:: TASK INPUT
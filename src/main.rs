use clap::{Parser, Subcommand};
use std::path::PathBuf;

use lovecalc::calculator::{CalcError, Calculator, Outcome};
use lovecalc::clock::{Clock, SystemClock};
use lovecalc::history::{JsonFileStore, ResultStore};
use lovecalc::scoring::RawInput;
use lovecalc::share::{self, ShareTarget};

const EXIT_SUCCESS: i32 = 0;
const EXIT_INPUT: i32 = 1;
const EXIT_IO: i32 = 2;
const EXIT_CONFIG: i32 = 4;

#[derive(Subcommand, Debug)]
enum Commands {
    /// Calculate the compatibility of two names
    Calc {
        /// First name
        name_a: String,
        /// Second name
        name_b: String,
        /// Birthdate of the first person (YYYY-MM-DD)
        #[arg(long)]
        date_a: Option<String>,
        /// Birthdate of the second person (YYYY-MM-DD)
        #[arg(long)]
        date_b: Option<String>,
        /// Don't add the result to recent calculations
        #[arg(long)]
        no_save: bool,
        #[command(flatten)]
        share: ShareArgs,
    },
    /// List recent calculations (default if no subcommand)
    Recent {
        /// Forget all recent calculations
        #[arg(long)]
        clear: bool,
    },
    /// Re-run a recent calculation by its index number
    Again {
        /// Index number of the calculation (1-based, as shown in recent)
        index: usize,
        #[command(flatten)]
        share: ShareArgs,
    },
    /// Calculate the result encoded in a share link
    Link {
        /// Share link, e.g. "https://lovecalc.app/?a=Alice&b=Bob"
        url: String,
        #[command(flatten)]
        share: ShareArgs,
    },
    /// Write a config file with default settings
    Init {
        /// Overwrite an existing config file
        #[arg(long)]
        force: bool,
    },
}

#[derive(clap::Args, Debug, Default)]
struct ShareArgs {
    /// Copy the share link to the clipboard
    #[arg(long)]
    copy: bool,
    /// Open a share dialog in the browser
    #[arg(long, value_enum)]
    share: Option<ShareTarget>,
}

#[derive(Parser, Debug)]
#[command(name = "lovecalc")]
#[command(about = "Deterministic name compatibility calculator", long_about = None)]
#[command(version)]
struct Cli {
    /// Enable verbose logging
    #[arg(short, long, global = true)]
    verbose: bool,

    /// Path to config file (defaults to ~/.config/lovecalc/config.yaml)
    #[arg(short, long, global = true)]
    config: Option<String>,

    #[command(subcommand)]
    command: Option<Commands>,
}

fn main() {
    let cli = Cli::parse();
    lovecalc::logging::init(cli.verbose);
    let command = cli.command.unwrap_or(Commands::Recent { clear: false });

    let config_path = cli.config.map(PathBuf::from);

    // Init writes the config, so it runs before loading one
    if let Commands::Init { force } = command {
        let path = match config_path {
            Some(p) => Ok(p),
            None => lovecalc::config::get_config_path(),
        };
        let path = match path {
            Ok(p) => p,
            Err(e) => {
                eprintln!("Config error: {}", e);
                std::process::exit(EXIT_CONFIG);
            }
        };
        if let Err(e) = lovecalc::config::write_default_config(&path, force) {
            eprintln!("Config error: {:#}", e);
            std::process::exit(EXIT_CONFIG);
        }
        println!("Wrote default config to {}", path.display());
        std::process::exit(EXIT_SUCCESS);
    }

    let config = match lovecalc::config::load_config(config_path) {
        Ok(c) => c,
        Err(e) => {
            eprintln!("Config error: {:#}", e);
            std::process::exit(EXIT_CONFIG);
        }
    };

    if let Err(errors) = lovecalc::config::validate_config(&config) {
        eprintln!("Config errors:");
        for error in errors {
            eprintln!("  - {}", error);
        }
        std::process::exit(EXIT_CONFIG);
    }

    let history_path = match lovecalc::history::get_history_path() {
        Ok(p) => p,
        Err(e) => {
            eprintln!("History error: {:#}", e);
            std::process::exit(EXIT_IO);
        }
    };
    tracing::debug!(path = %history_path.display(), "using history file");

    let clock = SystemClock;
    let store = JsonFileStore::new(history_path);
    let use_colors = lovecalc::output::should_use_colors(config.colors);

    let code = match command {
        Commands::Calc {
            name_a,
            name_b,
            date_a,
            date_b,
            no_save,
            share,
        } => {
            let mut calc = Calculator::new(&clock, &store, &config);
            if no_save {
                calc = calc.without_saving();
            }
            let raw = RawInput::new(name_a, name_b, date_a, date_b);
            report(calc.calculate(&raw), &share, use_colors)
        }
        Commands::Again { index, share } => {
            let calc = Calculator::new(&clock, &store, &config);
            report(calc.rerun(index), &share, use_colors)
        }
        Commands::Link { url, share } => {
            let calc = Calculator::new(&clock, &store, &config);
            report(calc.from_link(&url), &share, use_colors)
        }
        Commands::Recent { clear } => recent(&store, &clock, clear, use_colors),
        Commands::Init { .. } => EXIT_SUCCESS,
    };

    std::process::exit(code);
}

/// Print a calculation result (or its errors) and run any share actions.
/// Returns the process exit code.
fn report(result: Result<Outcome, CalcError>, share_args: &ShareArgs, use_colors: bool) -> i32 {
    let outcome = match result {
        Ok(outcome) => outcome,
        Err(CalcError::Invalid(errors)) => {
            eprintln!("Invalid input:");
            eprintln!("{}", lovecalc::output::format_field_errors(&errors, use_colors));
            return EXIT_INPUT;
        }
        Err(e @ (CalcError::Link(_) | CalcError::NoSuchEntry { .. })) => {
            eprintln!("{}", e);
            return EXIT_INPUT;
        }
        Err(CalcError::Storage(e)) => {
            eprintln!("History error: {:#}", e);
            return EXIT_IO;
        }
    };

    if outcome.celebrate {
        println!("{}", lovecalc::output::format_celebration(use_colors));
        println!();
    }
    println!("{}", lovecalc::output::format_result_card(&outcome, use_colors));

    let mut code = EXIT_SUCCESS;

    if share_args.copy {
        match share::copy_to_clipboard(&outcome.link) {
            Ok(()) => println!("Link copied to clipboard!"),
            Err(e) => {
                eprintln!("{:#}", e);
                code = EXIT_IO;
            }
        }
    }

    if let Some(target) = share_args.share {
        let text = share::share_text(
            &outcome.input.name_a,
            &outcome.input.name_b,
            outcome.score,
            &outcome.link,
        );
        if let Err(e) = share::open_share_dialog(target, &text, &outcome.link) {
            eprintln!("Failed to share: {:#}", e);
            code = EXIT_IO;
        }
    }

    code
}

fn recent(store: &dyn ResultStore, clock: &dyn Clock, clear: bool, use_colors: bool) -> i32 {
    let mut history = match store.load() {
        Ok(h) => h,
        Err(e) => {
            eprintln!("History error: {:#}", e);
            return EXIT_IO;
        }
    };

    if clear {
        let count = history.len();
        history.clear();
        if let Err(e) = store.save(&history) {
            eprintln!("History error: {:#}", e);
            return EXIT_IO;
        }
        println!("Cleared {} recent calculation(s).", count);
        return EXIT_SUCCESS;
    }

    println!(
        "{}",
        lovecalc::output::format_recent_table(&history.recent, clock.now(), use_colors)
    );
    EXIT_SUCCESS
}
pub mod storage;
pub mod types;

pub use storage::{get_history_path, load_history, save_history, JsonFileStore, MemoryStore, ResultStore};
pub use types::{History, HistoryEntry, DEFAULT_LIMIT};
::::
(WHAT YOU NEED TO DO):
Check the records above and copy each line that has the string "Invalid".

(EXERCISE RESPONSE):
        Err(CalcError::Invalid(errors)) => {
            eprintln!("Invalid input:");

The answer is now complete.